Ilse Aigner erhob sich. „Ich bin im positiven Sinne sprachlos“, sagte sie, und ergänzte: „Offen und ehrlich: Ich habe nicht die Zeit gehabt, mich ausreichend in Ihr Gebiet einzuarbeiten, um auf Augenhöhe mit Ihnen zu kommunizieren.“ Punkt für Punkt und sehr konkret arbeitete sie sich dann dennoch durch den Katalog der Wünsche. Verwies auf 10.000 Quadratmeter Büro- und Kreativflächen im Münchner Werk 1, versprach mit Klaus Schaefer noch einmal über die Höhe der Games-Förderung durch den FFF zu sprechen, kündigte an, Messe-Auftritte zu unterstützen. Steuererleichterungen aber, da bitte sie um Verständnis, seien Bundesangelegenheit, das könne Jahre dauern und zudem mit EU-Recht kollidieren.

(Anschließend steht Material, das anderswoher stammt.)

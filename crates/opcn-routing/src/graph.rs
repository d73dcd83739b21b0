use std::collections::{HashMap, HashSet, VecDeque};
use std::sync::Arc;

use dashmap::DashMap;
use opcn_core::{BlockHeight, ChannelId, NodeId};
use serde::{Deserialize, Serialize};
use tokio::sync::Notify;

use crate::error::RoutingError;
use crate::route::{Route, RouteHop};

/// Expiry margin granted to the final recipient, in blocks.
const FINAL_EXPIRY_DELTA: u64 = 40;

/// A channel announcement as disseminated by gossip.
#[derive(Debug, Clone, PartialEq, Eq, Serialize, Deserialize)]
pub struct ChannelAnnouncement {
    pub channel_id: ChannelId,
    pub node_a: NodeId,
    pub node_b: NodeId,
    pub capacity: u64,
    /// Flat fee charged for forwarding over this channel.
    pub base_fee: u64,
    /// Blocks of expiry margin required between the incoming and outgoing
    /// leg when forwarding over this channel.
    pub expiry_delta: u64,
}

impl ChannelAnnouncement {
    /// The endpoint opposite `node`, if `node` is an endpoint at all.
    pub fn peer_of(&self, node: &NodeId) -> Option<&NodeId> {
        if &self.node_a == node {
            Some(&self.node_b)
        } else if &self.node_b == node {
            Some(&self.node_a)
        } else {
            None
        }
    }

    fn validate(&self) -> Result<(), RoutingError> {
        if self.node_a == self.node_b {
            return Err(RoutingError::InvalidAnnouncement {
                reason: "both endpoints are the same node".into(),
            });
        }
        if self.capacity == 0 {
            return Err(RoutingError::InvalidAnnouncement {
                reason: "zero capacity".into(),
            });
        }
        Ok(())
    }
}

/// This node's view of the announced channel graph.
///
/// Waiters register a per-channel notification; `announce` fires it. This is
/// the gossip-convergence signal consumed by callers that must not route
/// through a channel before the network knows about it.
pub struct ChannelGraph {
    channels: DashMap<ChannelId, ChannelAnnouncement>,
    waiters: DashMap<ChannelId, Arc<Notify>>,
}

impl ChannelGraph {
    /// Create an empty graph.
    pub fn new() -> Self {
        Self {
            channels: DashMap::new(),
            waiters: DashMap::new(),
        }
    }

    /// Record an announcement. Returns `true` if it was new (callers use
    /// this to decide whether to keep flooding it), `false` if known.
    pub fn announce(&self, announcement: ChannelAnnouncement) -> Result<bool, RoutingError> {
        announcement.validate()?;
        let id = announcement.channel_id;
        if self.channels.contains_key(&id) {
            return Ok(false);
        }
        tracing::info!(
            channel = %id,
            node_a = %announcement.node_a,
            node_b = %announcement.node_b,
            capacity = announcement.capacity,
            "channel announced"
        );
        self.channels.insert(id, announcement);
        if let Some(notify) = self.waiters.get(&id) {
            notify.notify_waiters();
        }
        Ok(true)
    }

    /// Whether the channel has been announced.
    pub fn is_channel_announced(&self, id: &ChannelId) -> bool {
        self.channels.contains_key(id)
    }

    /// The announcement for a channel, if known.
    pub fn announcement(&self, id: &ChannelId) -> Option<ChannelAnnouncement> {
        self.channels.get(id).map(|e| e.clone())
    }

    pub fn channel_count(&self) -> usize {
        self.channels.len()
    }

    /// Wait until the channel is announced. One registration per awaited
    /// condition; returns immediately if the announcement is already known.
    pub async fn await_announced(&self, id: ChannelId) {
        loop {
            if self.is_channel_announced(&id) {
                return;
            }
            let notify = self
                .waiters
                .entry(id)
                .or_insert_with(|| Arc::new(Notify::new()))
                .clone();
            let notified = notify.notified();
            // Re-check: the announcement may have landed between the first
            // check and the waiter registration.
            if self.is_channel_announced(&id) {
                return;
            }
            notified.await;
        }
    }

    /// Construct a route from `source` to `destination` over announced
    /// channels: shortest path by hop count, amounts accumulated from the
    /// destination backwards (each forwarding channel adds its base fee),
    /// expiries strictly decreasing toward the destination.
    pub fn build_route(
        &self,
        source: &NodeId,
        destination: &NodeId,
        amount: u64,
        height: BlockHeight,
    ) -> Result<Route, RoutingError> {
        let path = self.shortest_path(source, destination)?;

        // Walk the path backwards, accumulating fee and expiry margin.
        let mut hops = Vec::with_capacity(path.len());
        let mut amt = amount;
        let mut expiry = height + FINAL_EXPIRY_DELTA;
        for (channel_id, next_node) in path.iter().rev() {
            hops.push(RouteHop {
                channel: *channel_id,
                node: next_node.clone(),
                amount: amt,
                expiry_height: expiry,
            });
            let announcement = self
                .announcement(channel_id)
                .ok_or(RoutingError::UnknownChannel(*channel_id))?;
            amt += announcement.base_fee;
            expiry += announcement.expiry_delta;
        }
        hops.reverse();

        let route = Route::new(hops, amount);
        debug_assert!(route.is_well_formed());
        tracing::debug!(
            source = %source,
            destination = %destination,
            amount,
            hops = route.hop_count(),
            fee = route.total_fee(),
            "route built"
        );
        Ok(route)
    }

    /// Breadth-first shortest path; returns `(channel, next node)` per hop.
    fn shortest_path(
        &self,
        source: &NodeId,
        destination: &NodeId,
    ) -> Result<Vec<(ChannelId, NodeId)>, RoutingError> {
        let mut adjacency: HashMap<NodeId, Vec<(ChannelId, NodeId)>> = HashMap::new();
        for entry in self.channels.iter() {
            let ann = entry.value();
            adjacency
                .entry(ann.node_a.clone())
                .or_default()
                .push((ann.channel_id, ann.node_b.clone()));
            adjacency
                .entry(ann.node_b.clone())
                .or_default()
                .push((ann.channel_id, ann.node_a.clone()));
        }

        let mut visited: HashSet<NodeId> = HashSet::from([source.clone()]);
        let mut predecessor: HashMap<NodeId, (NodeId, ChannelId)> = HashMap::new();
        let mut queue: VecDeque<NodeId> = VecDeque::from([source.clone()]);

        while let Some(node) = queue.pop_front() {
            if &node == destination {
                // Reconstruct back to the source.
                let mut path = Vec::new();
                let mut current = node;
                while let Some((prev, channel)) = predecessor.get(&current) {
                    path.push((*channel, current.clone()));
                    current = prev.clone();
                }
                path.reverse();
                return Ok(path);
            }
            for (channel, peer) in adjacency.get(&node).into_iter().flatten() {
                if visited.insert(peer.clone()) {
                    predecessor.insert(peer.clone(), (node.clone(), *channel));
                    queue.push_back(peer.clone());
                }
            }
        }

        Err(RoutingError::NoRoute {
            from: source.clone(),
            to: destination.clone(),
        })
    }
}

impl Default for ChannelGraph {
    fn default() -> Self {
        Self::new()
    }
}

Abschließend versprachen alle einander, sich bald wieder zu treffen, vielleicht sogar einen Beirat zu gründen, welcher der Games-Branche regelmäßig direkt im Ministerium Gehör verschaffen könne. Worte wie „Standort“ und „Arbeitsplätze“ hallten noch durch das Rotwandhaus, da eilte „die Ilse“ schon von Tisch zu Tisch, um Gruppen-Selfies zu zieren. Keine zwei Stunden waren vergangen, als der silbergraue Nissan wieder den Berg hinunterrollte.

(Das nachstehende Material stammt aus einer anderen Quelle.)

impl Node {
    /// Create a node with the in-process funder.
    pub fn new(config: NodeConfig) -> Result<Self> {
        Self::with_funder(config, Box::new(InstantFunder))
    }

    /// Create a node with a custom funding collaborator. Opens storage if
    /// configured and restores any persisted state.
    pub fn with_funder(config: NodeConfig, funder: Box<dyn ChannelFunder>) -> Result<Self> {
        let id = NodeId::new(config.node.id.clone())?;
        let storage = match &config.storage.data_dir {
            Some(dir) => Some(Storage::open(dir)?),
            None => None,
        };

        let ledger = Arc::new(ChannelLedger::new());
        let switch = ForwardingSwitch::new(Arc::clone(&ledger));
        let (inbox_tx, inbox_rx) = mpsc::channel(PEER_INBOX_CAPACITY);

        let shared = Arc::new(NodeShared {
            id: id.clone(),
            height: AtomicU64::new(config.node.initial_height),
            publisher: EventPublisher::new(config.payments.event_queue_capacity),
            config,
            ledger,
            switch,
            graph: ChannelGraph::new(),
            payments: PaymentRegistry::new(),
            invoices: InvoiceRegistry::new(),
            funder,
            storage,
            peers: DashMap::new(),
            inbox_tx,
        });
        shared.recover()?;

        tracing::info!(node = %id, "node created");
        Ok(Self {
            shared,
            inbox_rx: Mutex::new(Some(inbox_rx)),
        })
    }

    /// Spawn the peer message loop.
    pub fn start(&self) {
        let Some(mut rx) = self.inbox_rx.lock().unwrap().take() else {
            tracing::warn!(node = %self.shared.id, "node already started");
            return;
        };
        let shared = Arc::clone(&self.shared);
        tokio::spawn(async move {
            tracing::info!(node = %shared.id, "message loop started");
            while let Some(msg) = rx.recv().await {
                if matches!(msg, PeerMessage::Shutdown) {
                    break;
                }
                shared.handle_message(msg).await;
            }
            tracing::info!(node = %shared.id, "message loop exited");
        });
    }

    /// Stop the message loop.
    pub async fn shutdown(&self) {
        let _ = self.shared.inbox_tx.send(PeerMessage::Shutdown).await;
    }

    pub fn id(&self) -> &NodeId {
        &self.shared.id
    }

    /// Sender half of this node's inbox, for peers to deliver into.
    pub fn inbox(&self) -> mpsc::Sender<PeerMessage> {
        self.shared.inbox_tx.clone()
    }

    /// Register a peer's inbox under its node id.
    pub fn connect_peer(&self, id: NodeId, inbox: mpsc::Sender<PeerMessage>) {
        tracing::info!(node = %self.shared.id, peer = %id, "peer connected");
        self.shared.peers.insert(id, inbox);
    }

    /// Connect two in-process nodes bidirectionally.
    pub fn connect(&self, other: &Node) {
        self.connect_peer(other.id().clone(), other.inbox());
        other.connect_peer(self.id().clone(), self.inbox());
    }

    /// Open a channel to `peer`, funded entirely by this node. Returns once
    /// funding is confirmed and the announcement has entered the local
    /// graph (peers learn of it via gossip flooding).
    pub async fn open_channel(&self, peer: &NodeId, capacity: u64) -> Result<ChannelId> {
        let shared = &self.shared;
        let funding = shared.funder.fund(&shared.id, peer, capacity).await?;

        let channel = Channel::open(
            funding,
            shared.id.clone(),
            peer.clone(),
            capacity,
            capacity,
        );
        let channel_id = shared.ledger.register(channel)?;
        shared.persist_channel(&channel_id);

        shared
            .send_to(
                peer,
                PeerMessage::OpenChannel {
                    from: shared.id.clone(),
                    funding,
                    capacity,
                },
            )
            .await;

        let announcement = ChannelAnnouncement {
            channel_id,
            node_a: shared.id.clone(),
            node_b: peer.clone(),
            capacity,
            base_fee: shared.config.payments.base_fee,
            expiry_delta: shared.config.payments.expiry_delta,
        };
        shared.graph.announce(announcement.clone())?;
        shared.flood(announcement).await;

        Ok(channel_id)
    }

    /// Issue an invoice payable to this node.
    pub fn add_invoice(&self, amount: u64, memo: &str) -> Invoice {
        let invoice = self.shared.invoices.add(amount, memo);
        self.shared.persist_invoice(&invoice.payment_hash);
        invoice
    }

    pub fn lookup_invoice(&self, payment_hash: &PaymentHash) -> Option<Invoice> {
        self.shared.invoices.lookup(payment_hash)
    }

    /// Subscribe to this node's HTLC event feed.
    pub fn subscribe_htlc_events(&self) -> HtlcEventStream {
        self.shared.publisher.subscribe()
    }

    /// Balance snapshot of one of this node's channels.
    pub fn channel_balances(&self, id: &ChannelId) -> Result<ChannelBalances, ChannelError> {
        self.shared.ledger.balances(id)
    }

    pub fn channel_ids(&self) -> Vec<ChannelId> {
        self.shared.ledger.channel_ids()
    }

    /// Gossip-readiness signal: resolves once the channel is announced in
    /// this node's graph.
    pub async fn await_channel_announced(&self, id: ChannelId) {
        self.shared.graph.await_announced(id).await
    }

    pub fn is_channel_announced(&self, id: &ChannelId) -> bool {
        self.shared.graph.is_channel_announced(id)
    }

    pub fn height(&self) -> BlockHeight {
        self.shared.height()
    }

    /// Advance the node's view of the chain height.
    pub fn set_height(&self, height: BlockHeight) {
        self.shared.height.store(height, Ordering::SeqCst);
        if let Some(storage) = &self.shared.storage {
            if let Err(e) = storage.put_height(height) {
                tracing::warn!(error = %e, "failed to persist height");
            }
        }
    }

    /// Pay `amount` to `destination` for `payment_hash`, constructing the
    /// route from the local graph.
    pub async fn pay(
        &self,
        destination: &NodeId,
        payment_hash: PaymentHash,
        amount: u64,
    ) -> Result<Preimage, PaymentError> {
        let route = self
            .shared
            .graph
            .build_route(&self.shared.id, destination, amount, self.shared.height())
            .map_err(|e| PaymentError::RouteFailure {
                origin: self.shared.id.clone(),
                reason: e.to_string(),
            })?;
        self.pay_route(&route, payment_hash).await
    }

    /// Pay along an explicit route. Adds the first-hop HTLC, hands it to
    /// the first peer, and waits for the terminal resolution with the
    /// configured timeout. A timeout abandons the wait without retracting
    /// the in-flight HTLC.
    pub async fn pay_route(
        &self,
        route: &Route,
        payment_hash: PaymentHash,
    ) -> Result<Preimage, PaymentError> {
        let shared = &self.shared;
        let first_hop = route
            .first_hop()
            .ok_or_else(|| PaymentError::RouteFailure {
                origin: shared.id.clone(),
                reason: "empty route".into(),
            })?
            .clone();

        let outcome_rx = shared.payments.register(payment_hash, route.amount)?;

        let htlc_id = HtlcId::new();
        if let Err(e) = shared.ledger.add_htlc(
            &first_hop.channel,
            htlc_id,
            first_hop.amount,
            payment_hash,
            first_hop.expiry_height,
            Direction::Outgoing,
            shared.height(),
        ) {
            shared.payments.complete(
                &payment_hash,
                PaymentOutcome::Failed {
                    origin: shared.id.clone(),
                    reason: e.to_string(),
                },
            );
            return Err(e.into());
        }
        shared.persist_channel(&first_hop.channel);

        tracing::info!(
            node = %shared.id,
            payment_hash = %payment_hash,
            amount = route.amount,
            hops = route.hop_count(),
            "payment dispatched"
        );
        shared
            .send_to(
                &first_hop.node,
                PeerMessage::AddHtlc {
                    from: shared.id.clone(),
                    channel: first_hop.channel,
                    htlc_id,
                    amount: first_hop.amount,
                    payment_hash,
                    expiry_height: first_hop.expiry_height,
                    remaining_hops: route.hops()[1..].to_vec(),
                },
            )
            .await;

        let timeout = Duration::from_secs(shared.config.payments.timeout_secs);
        match tokio::time::timeout(timeout, outcome_rx).await {
            Ok(Ok(PaymentOutcome::Settled(preimage))) => Ok(preimage),
            Ok(Ok(PaymentOutcome::Failed { origin, reason })) => {
                Err(PaymentError::RouteFailure { origin, reason })
            }
            Ok(Err(_)) => Err(PaymentError::Timeout(payment_hash)),
            Err(_) => {
                shared.payments.abandon(&payment_hash);
                Err(PaymentError::Timeout(payment_hash))
            }
        }
    }
}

Und siehe da, die Wolken hatten sich verzogen, die Hänge waren plötzlich grün, die Bergblumen leuchteten gelb und rot. Keine Ausreden mehr, die Monster-Bergtour doch noch auf dem Gipfel enden zu lassen. Um 16 Uhr standen Klaus Schäfer und etwa die Hälfte der mitgereisten Gamer-Szene Bayerns auf der 1885 Meter hohen Rotwand. Sogar Level sieben war geschafft.